» **Data provided**:
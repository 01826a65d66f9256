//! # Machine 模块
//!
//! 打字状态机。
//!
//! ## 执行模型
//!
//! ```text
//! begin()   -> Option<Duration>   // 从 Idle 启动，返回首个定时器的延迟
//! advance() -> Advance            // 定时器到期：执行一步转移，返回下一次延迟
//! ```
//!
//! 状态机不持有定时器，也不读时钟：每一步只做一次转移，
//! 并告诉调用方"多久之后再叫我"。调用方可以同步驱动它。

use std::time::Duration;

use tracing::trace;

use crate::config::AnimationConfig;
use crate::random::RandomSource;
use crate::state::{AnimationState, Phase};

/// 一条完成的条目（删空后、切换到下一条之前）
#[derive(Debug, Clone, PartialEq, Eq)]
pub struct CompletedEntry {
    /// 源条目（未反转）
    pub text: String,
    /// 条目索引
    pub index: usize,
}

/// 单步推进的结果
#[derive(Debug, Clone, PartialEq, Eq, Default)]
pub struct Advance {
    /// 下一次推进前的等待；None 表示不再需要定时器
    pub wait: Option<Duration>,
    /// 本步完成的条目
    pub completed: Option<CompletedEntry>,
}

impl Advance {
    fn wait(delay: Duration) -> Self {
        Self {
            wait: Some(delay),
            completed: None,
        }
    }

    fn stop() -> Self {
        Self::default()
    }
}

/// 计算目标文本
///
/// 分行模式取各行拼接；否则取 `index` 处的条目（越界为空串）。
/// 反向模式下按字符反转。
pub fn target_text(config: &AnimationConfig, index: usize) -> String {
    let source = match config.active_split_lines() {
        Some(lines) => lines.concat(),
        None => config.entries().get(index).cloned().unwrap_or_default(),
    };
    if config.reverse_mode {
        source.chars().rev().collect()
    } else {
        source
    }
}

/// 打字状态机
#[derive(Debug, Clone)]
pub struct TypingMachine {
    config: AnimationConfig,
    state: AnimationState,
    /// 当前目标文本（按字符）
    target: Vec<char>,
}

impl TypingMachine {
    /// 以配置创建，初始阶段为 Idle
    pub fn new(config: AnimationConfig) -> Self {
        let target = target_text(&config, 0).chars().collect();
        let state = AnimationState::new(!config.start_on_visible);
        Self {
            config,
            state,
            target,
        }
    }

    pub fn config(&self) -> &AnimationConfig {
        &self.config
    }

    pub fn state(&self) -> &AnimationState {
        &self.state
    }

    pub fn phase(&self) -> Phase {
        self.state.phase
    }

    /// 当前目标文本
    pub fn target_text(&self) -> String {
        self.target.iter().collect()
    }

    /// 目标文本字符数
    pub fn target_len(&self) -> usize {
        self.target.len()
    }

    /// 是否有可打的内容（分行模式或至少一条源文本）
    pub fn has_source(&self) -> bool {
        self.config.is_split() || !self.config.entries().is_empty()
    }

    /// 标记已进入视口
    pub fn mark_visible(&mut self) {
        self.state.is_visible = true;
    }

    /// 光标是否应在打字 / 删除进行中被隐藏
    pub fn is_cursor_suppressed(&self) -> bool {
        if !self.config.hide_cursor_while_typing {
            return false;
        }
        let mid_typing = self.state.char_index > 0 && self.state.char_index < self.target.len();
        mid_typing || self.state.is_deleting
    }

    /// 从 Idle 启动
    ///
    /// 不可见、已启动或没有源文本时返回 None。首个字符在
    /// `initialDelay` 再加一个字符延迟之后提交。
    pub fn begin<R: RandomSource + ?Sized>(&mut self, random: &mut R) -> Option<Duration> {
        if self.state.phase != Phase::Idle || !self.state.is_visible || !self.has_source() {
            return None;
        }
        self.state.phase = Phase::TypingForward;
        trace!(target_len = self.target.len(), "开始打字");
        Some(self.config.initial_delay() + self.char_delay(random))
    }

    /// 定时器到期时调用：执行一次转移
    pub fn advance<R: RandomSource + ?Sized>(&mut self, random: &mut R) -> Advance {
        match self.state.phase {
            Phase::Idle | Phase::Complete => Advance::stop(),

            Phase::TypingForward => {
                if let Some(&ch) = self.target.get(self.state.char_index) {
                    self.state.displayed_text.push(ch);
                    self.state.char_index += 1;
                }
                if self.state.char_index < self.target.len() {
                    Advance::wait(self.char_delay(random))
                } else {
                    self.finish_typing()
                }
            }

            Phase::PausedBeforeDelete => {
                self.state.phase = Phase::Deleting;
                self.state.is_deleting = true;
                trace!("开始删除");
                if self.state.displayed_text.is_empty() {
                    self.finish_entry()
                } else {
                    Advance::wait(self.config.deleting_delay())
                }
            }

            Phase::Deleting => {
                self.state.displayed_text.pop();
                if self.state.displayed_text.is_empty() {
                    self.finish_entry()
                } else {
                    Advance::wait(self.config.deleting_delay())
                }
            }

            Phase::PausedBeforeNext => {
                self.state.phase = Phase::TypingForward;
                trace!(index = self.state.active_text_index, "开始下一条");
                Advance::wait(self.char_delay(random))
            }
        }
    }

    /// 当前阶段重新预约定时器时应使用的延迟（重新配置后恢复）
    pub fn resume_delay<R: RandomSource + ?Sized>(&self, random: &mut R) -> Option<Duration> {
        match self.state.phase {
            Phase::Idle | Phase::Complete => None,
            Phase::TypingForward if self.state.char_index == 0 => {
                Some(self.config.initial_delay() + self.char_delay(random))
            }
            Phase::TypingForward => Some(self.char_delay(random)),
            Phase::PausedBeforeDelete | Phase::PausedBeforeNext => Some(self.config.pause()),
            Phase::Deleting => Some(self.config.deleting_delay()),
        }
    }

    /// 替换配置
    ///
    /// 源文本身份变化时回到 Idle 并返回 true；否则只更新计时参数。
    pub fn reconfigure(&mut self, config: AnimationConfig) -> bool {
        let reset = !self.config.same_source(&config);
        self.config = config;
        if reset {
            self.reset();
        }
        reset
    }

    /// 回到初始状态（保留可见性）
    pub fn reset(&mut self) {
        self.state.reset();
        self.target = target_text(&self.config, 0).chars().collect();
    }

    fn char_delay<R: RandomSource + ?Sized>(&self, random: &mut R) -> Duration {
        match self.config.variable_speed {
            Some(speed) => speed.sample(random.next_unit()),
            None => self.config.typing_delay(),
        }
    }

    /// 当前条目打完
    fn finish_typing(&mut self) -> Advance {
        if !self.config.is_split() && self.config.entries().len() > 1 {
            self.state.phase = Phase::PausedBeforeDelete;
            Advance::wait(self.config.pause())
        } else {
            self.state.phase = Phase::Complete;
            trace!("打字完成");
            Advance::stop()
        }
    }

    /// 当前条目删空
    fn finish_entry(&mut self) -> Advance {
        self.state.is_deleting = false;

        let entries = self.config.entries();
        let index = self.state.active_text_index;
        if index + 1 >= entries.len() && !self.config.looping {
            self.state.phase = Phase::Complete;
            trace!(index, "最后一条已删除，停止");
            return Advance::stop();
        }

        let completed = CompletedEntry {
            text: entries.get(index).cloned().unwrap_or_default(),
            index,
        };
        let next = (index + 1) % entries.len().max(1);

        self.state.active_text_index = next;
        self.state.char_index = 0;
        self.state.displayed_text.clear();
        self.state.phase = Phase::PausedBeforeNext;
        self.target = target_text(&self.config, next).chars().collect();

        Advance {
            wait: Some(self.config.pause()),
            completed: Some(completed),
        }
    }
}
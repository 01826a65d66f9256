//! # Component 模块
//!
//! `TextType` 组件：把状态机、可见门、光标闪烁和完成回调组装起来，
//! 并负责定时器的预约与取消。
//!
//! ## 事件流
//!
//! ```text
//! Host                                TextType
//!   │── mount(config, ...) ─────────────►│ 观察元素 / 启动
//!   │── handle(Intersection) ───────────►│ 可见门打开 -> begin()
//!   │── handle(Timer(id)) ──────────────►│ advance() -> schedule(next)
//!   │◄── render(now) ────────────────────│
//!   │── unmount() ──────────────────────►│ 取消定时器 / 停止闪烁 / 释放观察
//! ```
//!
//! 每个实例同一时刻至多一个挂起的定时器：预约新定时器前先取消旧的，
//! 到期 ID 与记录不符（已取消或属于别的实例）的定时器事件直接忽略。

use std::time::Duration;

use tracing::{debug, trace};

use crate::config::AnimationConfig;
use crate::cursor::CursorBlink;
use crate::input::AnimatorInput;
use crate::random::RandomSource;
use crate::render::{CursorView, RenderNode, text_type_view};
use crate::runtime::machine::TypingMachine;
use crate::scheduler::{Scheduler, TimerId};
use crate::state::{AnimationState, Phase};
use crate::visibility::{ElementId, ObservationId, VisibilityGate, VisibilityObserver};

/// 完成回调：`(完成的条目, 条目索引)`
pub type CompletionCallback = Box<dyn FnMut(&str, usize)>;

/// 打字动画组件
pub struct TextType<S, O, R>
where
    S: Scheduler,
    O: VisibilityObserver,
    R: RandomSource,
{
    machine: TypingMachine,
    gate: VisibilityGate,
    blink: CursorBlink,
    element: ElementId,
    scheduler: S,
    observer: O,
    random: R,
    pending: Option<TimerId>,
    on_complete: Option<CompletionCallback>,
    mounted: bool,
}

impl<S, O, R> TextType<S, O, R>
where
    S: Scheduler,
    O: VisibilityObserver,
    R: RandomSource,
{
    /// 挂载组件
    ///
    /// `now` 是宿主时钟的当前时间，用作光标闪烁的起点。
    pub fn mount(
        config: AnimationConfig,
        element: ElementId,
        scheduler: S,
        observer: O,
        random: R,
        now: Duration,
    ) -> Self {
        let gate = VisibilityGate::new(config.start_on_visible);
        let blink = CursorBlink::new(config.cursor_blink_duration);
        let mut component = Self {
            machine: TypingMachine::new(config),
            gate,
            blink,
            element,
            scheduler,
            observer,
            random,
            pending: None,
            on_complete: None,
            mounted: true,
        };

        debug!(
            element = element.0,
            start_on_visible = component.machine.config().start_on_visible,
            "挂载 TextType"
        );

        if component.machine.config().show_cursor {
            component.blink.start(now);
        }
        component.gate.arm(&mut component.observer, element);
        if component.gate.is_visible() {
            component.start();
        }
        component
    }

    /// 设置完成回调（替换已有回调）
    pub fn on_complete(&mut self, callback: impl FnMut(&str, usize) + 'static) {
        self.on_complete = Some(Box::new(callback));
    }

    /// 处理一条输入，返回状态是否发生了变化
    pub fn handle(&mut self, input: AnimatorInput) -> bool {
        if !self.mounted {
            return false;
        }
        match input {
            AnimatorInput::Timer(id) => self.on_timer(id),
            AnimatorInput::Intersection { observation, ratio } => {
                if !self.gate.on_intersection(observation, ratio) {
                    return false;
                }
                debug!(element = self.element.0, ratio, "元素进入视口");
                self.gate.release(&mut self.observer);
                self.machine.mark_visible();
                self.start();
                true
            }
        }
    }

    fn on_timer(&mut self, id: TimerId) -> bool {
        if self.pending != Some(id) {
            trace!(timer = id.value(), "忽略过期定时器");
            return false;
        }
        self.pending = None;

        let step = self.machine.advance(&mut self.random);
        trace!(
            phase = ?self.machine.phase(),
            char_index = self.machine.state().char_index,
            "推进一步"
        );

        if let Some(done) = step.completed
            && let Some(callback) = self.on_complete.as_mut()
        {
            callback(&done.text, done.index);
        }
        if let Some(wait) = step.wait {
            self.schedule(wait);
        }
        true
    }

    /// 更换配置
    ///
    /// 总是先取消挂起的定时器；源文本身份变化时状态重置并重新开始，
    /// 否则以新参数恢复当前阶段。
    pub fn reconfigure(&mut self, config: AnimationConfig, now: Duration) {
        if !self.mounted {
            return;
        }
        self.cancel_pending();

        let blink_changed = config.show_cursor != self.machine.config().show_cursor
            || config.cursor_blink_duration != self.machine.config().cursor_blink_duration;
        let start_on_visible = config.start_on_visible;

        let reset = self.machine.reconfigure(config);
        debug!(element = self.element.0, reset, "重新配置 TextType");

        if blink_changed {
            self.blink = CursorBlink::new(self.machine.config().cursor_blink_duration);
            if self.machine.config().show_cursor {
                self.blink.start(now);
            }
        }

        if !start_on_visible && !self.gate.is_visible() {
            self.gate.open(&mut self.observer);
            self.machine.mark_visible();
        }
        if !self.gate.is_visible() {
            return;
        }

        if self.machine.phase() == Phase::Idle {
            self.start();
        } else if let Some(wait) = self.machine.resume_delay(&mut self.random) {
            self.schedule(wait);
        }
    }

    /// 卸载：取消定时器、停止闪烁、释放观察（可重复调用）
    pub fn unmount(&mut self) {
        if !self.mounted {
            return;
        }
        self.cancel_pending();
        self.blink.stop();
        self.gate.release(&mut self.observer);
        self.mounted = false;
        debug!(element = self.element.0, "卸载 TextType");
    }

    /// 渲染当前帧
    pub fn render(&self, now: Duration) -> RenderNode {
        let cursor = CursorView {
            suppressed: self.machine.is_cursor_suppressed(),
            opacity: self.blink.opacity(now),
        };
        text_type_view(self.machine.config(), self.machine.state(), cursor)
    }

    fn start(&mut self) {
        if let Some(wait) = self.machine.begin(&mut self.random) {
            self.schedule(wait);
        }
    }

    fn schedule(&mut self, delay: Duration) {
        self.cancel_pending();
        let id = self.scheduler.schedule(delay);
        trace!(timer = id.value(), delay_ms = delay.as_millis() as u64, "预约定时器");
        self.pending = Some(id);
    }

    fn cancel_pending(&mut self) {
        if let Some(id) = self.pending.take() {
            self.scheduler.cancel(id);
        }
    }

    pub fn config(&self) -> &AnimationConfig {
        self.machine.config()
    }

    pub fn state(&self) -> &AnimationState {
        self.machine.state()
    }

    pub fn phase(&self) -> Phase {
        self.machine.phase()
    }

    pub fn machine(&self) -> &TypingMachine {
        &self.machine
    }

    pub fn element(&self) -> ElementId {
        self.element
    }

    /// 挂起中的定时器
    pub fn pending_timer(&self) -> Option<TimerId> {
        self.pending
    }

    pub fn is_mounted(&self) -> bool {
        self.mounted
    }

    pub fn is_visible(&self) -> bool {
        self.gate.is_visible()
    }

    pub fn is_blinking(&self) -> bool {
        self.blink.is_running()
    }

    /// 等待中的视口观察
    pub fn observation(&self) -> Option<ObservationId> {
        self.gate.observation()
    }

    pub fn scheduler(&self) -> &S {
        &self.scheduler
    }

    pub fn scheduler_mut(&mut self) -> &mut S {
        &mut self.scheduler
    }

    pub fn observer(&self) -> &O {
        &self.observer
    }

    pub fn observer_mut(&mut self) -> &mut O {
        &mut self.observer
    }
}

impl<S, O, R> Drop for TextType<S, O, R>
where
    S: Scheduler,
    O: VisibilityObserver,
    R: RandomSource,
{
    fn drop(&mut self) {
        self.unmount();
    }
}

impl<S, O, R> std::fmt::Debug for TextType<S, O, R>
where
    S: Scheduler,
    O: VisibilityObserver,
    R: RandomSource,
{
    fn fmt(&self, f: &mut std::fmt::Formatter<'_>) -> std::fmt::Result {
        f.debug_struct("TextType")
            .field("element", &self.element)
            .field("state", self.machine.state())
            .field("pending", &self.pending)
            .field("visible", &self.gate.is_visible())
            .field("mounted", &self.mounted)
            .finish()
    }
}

» **Your objective**: Search the listing above for lines with the word "FnMut", and state how many there are, nothing else.

» **Task result**: 2